//! Batch call lifecycle
//!
//! A batch call moves `Validating -> Submitted -> Succeeded`, or ends in
//! `Failed` from either non-terminal phase. Nothing is persisted and there is
//! no way back out of a terminal phase.

use serde::Serialize;
use std::fmt;

/// Phase of a single batch call
#[derive(Debug, Clone, Copy, PartialEq, Eq, Serialize)]
#[serde(rename_all = "lowercase")]
pub enum BatchPhase {
    /// Checking limits and mapping requests
    Validating,
    /// Waiting on the engine
    Submitted,
    /// Outcomes returned to the caller
    Succeeded,
    /// Batch-level failure returned to the caller
    Failed,
}

impl BatchPhase {
    /// Whether the batch call has finished
    pub fn is_terminal(self) -> bool {
        matches!(self, BatchPhase::Succeeded | BatchPhase::Failed)
    }

    /// Whether moving from `self` to `next` is allowed
    pub fn can_transition_to(self, next: BatchPhase) -> bool {
        matches!(
            (self, next),
            (BatchPhase::Validating, BatchPhase::Submitted)
                | (BatchPhase::Validating, BatchPhase::Failed)
                | (BatchPhase::Submitted, BatchPhase::Succeeded)
                | (BatchPhase::Submitted, BatchPhase::Failed)
        )
    }
}

impl fmt::Display for BatchPhase {
    fn fmt(&self, f: &mut fmt::Formatter<'_>) -> fmt::Result {
        let name = match self {
            BatchPhase::Validating => "validating",
            BatchPhase::Submitted => "submitted",
            BatchPhase::Succeeded => "succeeded",
            BatchPhase::Failed => "failed",
        };
        write!(f, "{name}")
    }
}

/// Tracks the phase of one batch call and logs each transition
#[derive(Debug)]
pub(crate) struct PhaseTracker {
    batch_id: uuid::Uuid,
    phase: BatchPhase,
}

impl PhaseTracker {
    pub(crate) fn new(batch_id: uuid::Uuid) -> Self {
        Self {
            batch_id,
            phase: BatchPhase::Validating,
        }
    }

    pub(crate) fn phase(&self) -> BatchPhase {
        self.phase
    }

    pub(crate) fn advance(&mut self, next: BatchPhase) {
        debug_assert!(
            self.phase.can_transition_to(next),
            "invalid batch transition {} -> {}",
            self.phase,
            next
        );
        tracing::debug!(
            batch_id = %self.batch_id,
            from = %self.phase,
            to = %next,
            "Batch phase transition"
        );
        self.phase = next;
    }
}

================================

**Task prompt:** Track down all lines above with the string "impl" and copy them.

**Written response:**
impl BatchPhase {
impl fmt::Display for BatchPhase {
impl PhaseTracker {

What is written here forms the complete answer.